Dataset entries —
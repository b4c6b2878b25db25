pub mod pool;
pub mod sink;

pub use sink::{DocumentSink, HttpDocumentSink};
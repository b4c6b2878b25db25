//! Admission gate bounding how often a guarded operation may run.
//!
//! [`RateGate`] hands out at most `capacity` concurrent permits. Whenever the
//! pool is drained, new admissions are held back for one full period.

use thiserror::Error;

mod rate_gate;

pub use rate_gate::{GatePermit, RateGate};

#[derive(Error, Debug, Clone, PartialEq, Eq)]
pub enum GateError {
    #[error("Invalid gate configuration: {0}")]
    InvalidConfiguration(String),

    #[error("Interrupted while waiting for admission")]
    Interrupted,
}
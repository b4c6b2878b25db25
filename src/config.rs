use std::time::Duration;

use config::{builder::DefaultState, Config as ConfigLoader, ConfigBuilder, Environment, File};
use serde::Deserialize;

use crate::error::{AppError, Result};
use crate::utils::time::TimeUnit;

pub const DEFAULT_ENDPOINT: &str = "https://ismp.crpt.ru/api/v3/lk/documents/create";

const CONFIG_FILE: &str = "crpt";
const ENV_PREFIX: &str = "CRPT";

#[derive(Debug, Deserialize, Clone, Copy, PartialEq, Eq)]
#[serde(rename_all = "lowercase")]
pub enum LogFormat {
    Pretty,
    Json,
}

#[derive(Debug, Deserialize, Clone)]
pub struct HttpSettings {
    pub connect_timeout_ms: u64,
    pub request_timeout_ms: u64,
    pub pool_idle_timeout_secs: u64,
    pub https_only: bool,
}

impl HttpSettings {
    pub fn connect_timeout(&self) -> Duration {
        Duration::from_millis(self.connect_timeout_ms)
    }

    pub fn request_timeout(&self) -> Duration {
        Duration::from_millis(self.request_timeout_ms)
    }

    pub fn pool_idle_timeout(&self) -> Duration {
        Duration::from_secs(self.pool_idle_timeout_secs)
    }
}

#[derive(Debug, Deserialize, Clone)]
pub struct Config {
    // General
    pub log_level: String,
    pub log_format: LogFormat,

    // Throttling: at most `request_limit` requests per one `time_unit`
    pub time_unit: TimeUnit,
    pub request_limit: usize,

    // API
    pub endpoint: String,
    pub signature: String,

    pub http: HttpSettings,
}

impl Config {
    /// Loads configuration from defaults, optional `crpt.toml` and `CRPT_*` environment variables.
    ///
    /// Nested keys use a double underscore, e.g. `CRPT_HTTP__HTTPS_ONLY=false`.
    pub fn load() -> Result<Self> {
        // Load .env file if it exists
        dotenv::dotenv().ok();

        Self::from_builder(
            ConfigLoader::builder()
                .add_source(File::with_name(CONFIG_FILE).required(false))
                .add_source(
                    Environment::with_prefix(ENV_PREFIX)
                        .prefix_separator("_")
                        .separator("__")
                        .try_parsing(true),
                ),
        )
    }

    /// Builds configuration on top of the defaults from any set of sources.
    pub fn from_builder(builder: ConfigBuilder<DefaultState>) -> Result<Self> {
        let config: Self = builder
            .set_default("log_level", "info")?
            .set_default("log_format", "pretty")?
            .set_default("time_unit", "minutes")?
            .set_default("request_limit", 5)?
            .set_default("endpoint", DEFAULT_ENDPOINT)?
            .set_default("signature", "exampleSignature")?
            .set_default("http.connect_timeout_ms", 2_000)?
            .set_default("http.request_timeout_ms", 10_000)?
            .set_default("http.pool_idle_timeout_secs", 90)?
            .set_default("http.https_only", true)?
            .build()?
            .try_deserialize()?;

        config.validate()?;

        Ok(config)
    }

    pub fn validate(&self) -> Result<()> {
        if self.request_limit == 0 {
            return Err(AppError::Init("request_limit must be greater than zero".into()));
        }

        if self.endpoint.trim().is_empty() {
            return Err(AppError::Init("endpoint must not be empty".into()));
        }

        Ok(())
    }

    /// Length of the throttling window.
    pub fn period(&self) -> Duration {
        self.time_unit.as_duration()
    }
}
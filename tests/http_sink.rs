//! HTTP submission tests against a mocked "create document" endpoint.

use std::sync::Arc;
use std::time::Duration;

use crpt_api::config::HttpSettings;
use crpt_api::document::Document;
use crpt_api::error::AppError;
use crpt_api::http::{DocumentSink, HttpDocumentSink};
use crpt_api::{CrptApi, RateGate};
use wiremock::matchers::{body_json, header, method, path};
use wiremock::{Mock, MockServer, ResponseTemplate};

const CREATE_PATH: &str = "/api/v3/lk/documents/create";

fn plain_http_settings() -> HttpSettings {
    HttpSettings {
        connect_timeout_ms: 1_000,
        request_timeout_ms: 2_000,
        pool_idle_timeout_secs: 10,
        https_only: false,
    }
}

fn sink_for(server: &MockServer) -> HttpDocumentSink {
    HttpDocumentSink::new(format!("{}{}", server.uri(), CREATE_PATH), &plain_http_settings()).unwrap()
}

#[tokio::test]
async fn test_posts_json_body_with_signature_header() {
    let server = MockServer::start().await;
    let document = Document::sample();

    Mock::given(method("POST"))
        .and(path(CREATE_PATH))
        .and(header("Content-Type", "application/json"))
        .and(header("Signature", "exampleSignature"))
        .and(body_json(&document))
        .respond_with(ResponseTemplate::new(200).set_body_string("{\"value\":\"ignored\"}"))
        .expect(1)
        .mount(&server)
        .await;

    let result = sink_for(&server).submit(&document, "exampleSignature").await;

    assert!(result.is_ok(), "Submission should succeed: {:?}", result.err());
}

#[tokio::test]
async fn test_non_success_status_maps_to_api_error() {
    let server = MockServer::start().await;

    Mock::given(method("POST"))
        .and(path(CREATE_PATH))
        .respond_with(ResponseTemplate::new(429))
        .mount(&server)
        .await;

    let result = sink_for(&server).submit(&Document::sample(), "sig").await;

    assert!(matches!(result, Err(AppError::Api { status: 429 })));
}

#[tokio::test]
async fn test_unparseable_response_body_is_not_an_error() {
    let server = MockServer::start().await;

    Mock::given(method("POST"))
        .and(path(CREATE_PATH))
        .respond_with(ResponseTemplate::new(201).set_body_string("not valid json"))
        .mount(&server)
        .await;

    let result = sink_for(&server).submit(&Document::sample(), "sig").await;

    assert!(result.is_ok());
}

#[tokio::test]
async fn test_failed_request_is_not_retried() {
    let server = MockServer::start().await;

    Mock::given(method("POST"))
        .and(path(CREATE_PATH))
        .respond_with(ResponseTemplate::new(500))
        .expect(1)
        .mount(&server)
        .await;

    let api = CrptApi::new(
        RateGate::new(5, Duration::from_secs(60)).unwrap(),
        Arc::new(sink_for(&server)),
    );

    let result = api.create_document(&Document::sample(), "sig").await;

    assert!(matches!(result, Err(AppError::Api { status: 500 })));
    assert_eq!(api.gate().available(), 5);
}

#[tokio::test]
async fn test_throttled_client_delivers_every_document() {
    let server = MockServer::start().await;

    Mock::given(method("POST"))
        .and(path(CREATE_PATH))
        .respond_with(ResponseTemplate::new(200))
        .expect(4)
        .mount(&server)
        .await;

    let period = Duration::from_millis(200);
    let api = CrptApi::new(RateGate::new(2, period).unwrap(), Arc::new(sink_for(&server)));
    let start = std::time::Instant::now();

    let mut handles = vec![];
    for _ in 0..4 {
        let api = api.clone();
        handles.push(tokio::spawn(async move {
            api.create_document(&Document::sample(), "sig").await
        }));
    }
    for h in handles {
        h.await.unwrap().unwrap();
    }

    // The first pair drains the pool, so the second pair waits a full period
    assert!(start.elapsed() >= period);
    assert_eq!(api.stats().submitted(), 4);
}
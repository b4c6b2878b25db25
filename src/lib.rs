pub mod analytics;
pub mod client;
pub mod config;
pub mod document;
pub mod error;
pub mod gate;
pub mod http;
pub mod utils;

pub use client::CrptApi;
pub use gate::{GateError, GatePermit, RateGate};
use thiserror::Error;

use crate::gate::GateError;

#[derive(Error, Debug)]
pub enum AppError {
    #[error("Configuration error: {0}")]
    Config(#[from] config::ConfigError),

    #[error("Gate error: {0}")]
    Gate(#[from] GateError),

    #[error("IO error: {0}")]
    Io(#[from] std::io::Error),

    #[error("HTTP error: {0}")]
    Http(#[from] reqwest::Error),

    #[error("API rejected document: HTTP {status}")]
    Api { status: u16 },

    #[error("Serialization error: {0}")]
    Serialization(#[from] serde_json::Error),

    #[error("Initialization error: {0}")]
    Init(String),
}

pub type Result<T> = std::result::Result<T, AppError>;
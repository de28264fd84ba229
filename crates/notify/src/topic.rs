//! Named channels subscribers register on.

use serde::{Deserialize, Serialize};

/// A named channel for published events.
///
/// The business topics are a closed set; presence rooms are dynamic but
/// namespaced, so a room can never collide with a business topic.
#[derive(Debug, Clone, PartialEq, Eq, Hash, Serialize, Deserialize)]
#[serde(rename_all = "snake_case")]
pub enum Topic {
    /// Every committed inventory mutation.
    Inventory,
    /// Mutations referencing a sale order.
    SaleOrders,
    /// Mutations referencing an import order.
    ImportOrders,
    /// Status-crossing alerts (low stock, out of stock).
    LowStock,
    /// Presence events for one room.
    Presence(String),
}

impl Topic {
    pub fn presence(room: impl Into<String>) -> Self {
        Topic::Presence(room.into())
    }

    /// Stable topic name used in logs.
    pub fn name(&self) -> String {
        match self {
            Topic::Inventory => "inventory".to_string(),
            Topic::SaleOrders => "sale_orders".to_string(),
            Topic::ImportOrders => "import_orders".to_string(),
            Topic::LowStock => "low_stock".to_string(),
            Topic::Presence(room) => format!("presence:{room}"),
        }
    }
}

impl core::fmt::Display for Topic {
    fn fmt(&self, f: &mut core::fmt::Formatter<'_>) -> core::fmt::Result {
        f.write_str(&self.name())
    }
}
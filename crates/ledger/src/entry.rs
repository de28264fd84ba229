//! Ledger entries: the immutable audit record of one inventory mutation.

use chrono::{DateTime, Utc};
use serde::{Deserialize, Serialize};
use uuid::Uuid;

use fishdock_core::{ActorId, EntryId, ItemId, LedgerError, LedgerResult};

use crate::status::StockStatus;

/// Kind of an inventory mutation.
///
/// Closed union: adding a kind is a compile-time-checked change, every
/// `match` over it is exhaustive.
#[derive(Debug, Copy, Clone, PartialEq, Eq, Hash, Serialize, Deserialize)]
#[serde(rename_all = "snake_case")]
pub enum EntryKind {
    Import,
    Sale,
    Adjustment,
    Loss,
}

impl EntryKind {
    /// Stable identifier used in logs and persisted rows.
    pub fn as_str(&self) -> &'static str {
        match self {
            EntryKind::Import => "import",
            EntryKind::Sale => "sale",
            EntryKind::Adjustment => "adjustment",
            EntryKind::Loss => "loss",
        }
    }
}

impl core::fmt::Display for EntryKind {
    fn fmt(&self, f: &mut core::fmt::Formatter<'_>) -> core::fmt::Result {
        f.write_str(self.as_str())
    }
}

/// Direction of a manual stock adjustment.
#[derive(Debug, Copy, Clone, PartialEq, Eq, Serialize, Deserialize)]
#[serde(rename_all = "snake_case")]
pub enum AdjustmentDirection {
    Add,
    Reduce,
}

/// A requested inventory mutation, before validation.
///
/// All quantities are magnitudes and must be positive; the sign is derived
/// from the variant (and direction, for adjustments).
#[derive(Debug, Clone, PartialEq, Eq, Serialize, Deserialize)]
#[serde(tag = "kind", rename_all = "snake_case")]
pub enum DeltaSpec {
    Import { qty: i64 },
    Sale { qty: i64 },
    Adjustment { qty: i64, direction: AdjustmentDirection },
    Loss { qty: i64, reason: String },
}

impl DeltaSpec {
    pub fn kind(&self) -> EntryKind {
        match self {
            DeltaSpec::Import { .. } => EntryKind::Import,
            DeltaSpec::Sale { .. } => EntryKind::Sale,
            DeltaSpec::Adjustment { .. } => EntryKind::Adjustment,
            DeltaSpec::Loss { .. } => EntryKind::Loss,
        }
    }

    fn qty(&self) -> i64 {
        match self {
            DeltaSpec::Import { qty }
            | DeltaSpec::Sale { qty }
            | DeltaSpec::Adjustment { qty, .. }
            | DeltaSpec::Loss { qty, .. } => *qty,
        }
    }

    /// Reject malformed specs before any storage is touched.
    pub fn validate(&self) -> LedgerResult<()> {
        if self.qty() <= 0 {
            return Err(LedgerError::validation(format!(
                "{} quantity must be positive (got {})",
                self.kind(),
                self.qty()
            )));
        }
        if let DeltaSpec::Loss { reason, .. } = self {
            if reason.trim().is_empty() {
                return Err(LedgerError::validation("loss reason cannot be empty"));
            }
        }
        Ok(())
    }

    /// Signed quantity change this spec applies to the projection.
    ///
    /// Imports and additive adjustments increase stock; sales, losses and
    /// reductive adjustments decrease it.
    pub fn signed_delta(&self) -> i64 {
        match self {
            DeltaSpec::Import { qty } => *qty,
            DeltaSpec::Sale { qty } => -qty,
            DeltaSpec::Adjustment { qty, direction } => match direction {
                AdjustmentDirection::Add => *qty,
                AdjustmentDirection::Reduce => -qty,
            },
            DeltaSpec::Loss { qty, .. } => -qty,
        }
    }

    /// Loss reason, for `Loss` specs.
    pub fn loss_reason(&self) -> Option<&str> {
        match self {
            DeltaSpec::Loss { reason, .. } => Some(reason),
            _ => None,
        }
    }
}

/// Kind of the business document a ledger entry references.
#[derive(Debug, Copy, Clone, PartialEq, Eq, Hash, Serialize, Deserialize)]
#[serde(rename_all = "snake_case")]
pub enum ReferenceKind {
    SaleOrder,
    ImportOrder,
}

impl ReferenceKind {
    pub fn as_str(&self) -> &'static str {
        match self {
            ReferenceKind::SaleOrder => "sale_order",
            ReferenceKind::ImportOrder => "import_order",
        }
    }
}

/// Optional link from a ledger entry back to the originating document.
#[derive(Debug, Copy, Clone, PartialEq, Eq, Serialize, Deserialize)]
pub struct Reference {
    pub reference_type: ReferenceKind,
    pub reference_id: Uuid,
}

/// An entry ready to be committed, before the store assigns its global
/// sequence number.
///
/// Built by the adjustment engine from a validated [`DeltaSpec`] and the
/// freshly-read projection; `quantity_before`/`quantity_after` already chain
/// against the item's last committed entry, and `status_after` is the
/// projection status the store writes in the same atomic unit.
#[derive(Debug, Clone, PartialEq, Eq, Serialize, Deserialize)]
pub struct EntryDraft {
    pub entry_id: EntryId,
    pub item_id: ItemId,
    pub kind: EntryKind,
    pub quantity_change: i64,
    pub quantity_before: i64,
    pub quantity_after: i64,
    pub status_after: StockStatus,
    pub reference: Option<Reference>,
    pub note: Option<String>,
    pub loss_reason: Option<String>,
    pub actor_id: ActorId,
    pub created_at: DateTime<Utc>,
}

/// One committed, immutable ledger entry.
///
/// Identical to its draft plus the store-assigned `seq`, a strictly
/// increasing commit-order position across the whole ledger. Entries are
/// never mutated or deleted; reversal is a new compensating entry.
#[derive(Debug, Clone, PartialEq, Eq, Serialize, Deserialize)]
pub struct LedgerEntry {
    pub seq: u64,
    pub entry_id: EntryId,
    pub item_id: ItemId,
    pub kind: EntryKind,
    pub quantity_change: i64,
    pub quantity_before: i64,
    pub quantity_after: i64,
    pub reference: Option<Reference>,
    pub note: Option<String>,
    pub loss_reason: Option<String>,
    pub actor_id: ActorId,
    pub created_at: DateTime<Utc>,
}

impl LedgerEntry {
    pub fn from_draft(draft: EntryDraft, seq: u64) -> Self {
        Self {
            seq,
            entry_id: draft.entry_id,
            item_id: draft.item_id,
            kind: draft.kind,
            quantity_change: draft.quantity_change,
            quantity_before: draft.quantity_before,
            quantity_after: draft.quantity_after,
            reference: draft.reference,
            note: draft.note,
            loss_reason: draft.loss_reason,
            actor_id: draft.actor_id,
            created_at: draft.created_at,
        }
    }
}

#[cfg(test)]
mod tests {
    use super::*;
    use proptest::prelude::*;

    #[test]
    fn signed_delta_per_kind() {
        assert_eq!(DeltaSpec::Import { qty: 7 }.signed_delta(), 7);
        assert_eq!(DeltaSpec::Sale { qty: 7 }.signed_delta(), -7);
        assert_eq!(
            DeltaSpec::Adjustment {
                qty: 7,
                direction: AdjustmentDirection::Add
            }
            .signed_delta(),
            7
        );
        assert_eq!(
            DeltaSpec::Adjustment {
                qty: 7,
                direction: AdjustmentDirection::Reduce
            }
            .signed_delta(),
            -7
        );
        assert_eq!(
            DeltaSpec::Loss {
                qty: 7,
                reason: "spoilage".to_string()
            }
            .signed_delta(),
            -7
        );
    }

    #[test]
    fn non_positive_quantities_are_rejected() {
        assert!(DeltaSpec::Import { qty: 0 }.validate().is_err());
        assert!(DeltaSpec::Sale { qty: -4 }.validate().is_err());
        assert!(
            DeltaSpec::Adjustment {
                qty: 0,
                direction: AdjustmentDirection::Reduce
            }
            .validate()
            .is_err()
        );
        assert!(
            DeltaSpec::Loss {
                qty: -1,
                reason: "spoilage".to_string()
            }
            .validate()
            .is_err()
        );
    }

    #[test]
    fn loss_requires_a_reason() {
        let err = DeltaSpec::Loss {
            qty: 3,
            reason: "  ".to_string(),
        }
        .validate()
        .unwrap_err();
        assert!(matches!(err, LedgerError::Validation(_)));
    }

    #[test]
    fn spec_serializes_with_kind_tag() {
        let json = serde_json::to_value(DeltaSpec::Loss {
            qty: 3,
            reason: "spoilage".to_string(),
        })
        .unwrap();
        assert_eq!(json["kind"], "loss");
        assert_eq!(json["reason"], "spoilage");
    }

    proptest! {
        #[test]
        fn valid_spec_has_matching_sign(qty in 1i64..1_000_000) {
            for spec in [
                DeltaSpec::Import { qty },
                DeltaSpec::Sale { qty },
                DeltaSpec::Adjustment { qty, direction: AdjustmentDirection::Add },
                DeltaSpec::Adjustment { qty, direction: AdjustmentDirection::Reduce },
                DeltaSpec::Loss { qty, reason: "damaged crate".to_string() },
            ] {
                prop_assert!(spec.validate().is_ok());
                prop_assert_eq!(spec.signed_delta().abs(), qty);
            }
        }
    }
}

Your objective — If a line in the data above contains "LogFormat", return that line.

Final answer —
pub enum LogFormat {
    pub log_format: LogFormat,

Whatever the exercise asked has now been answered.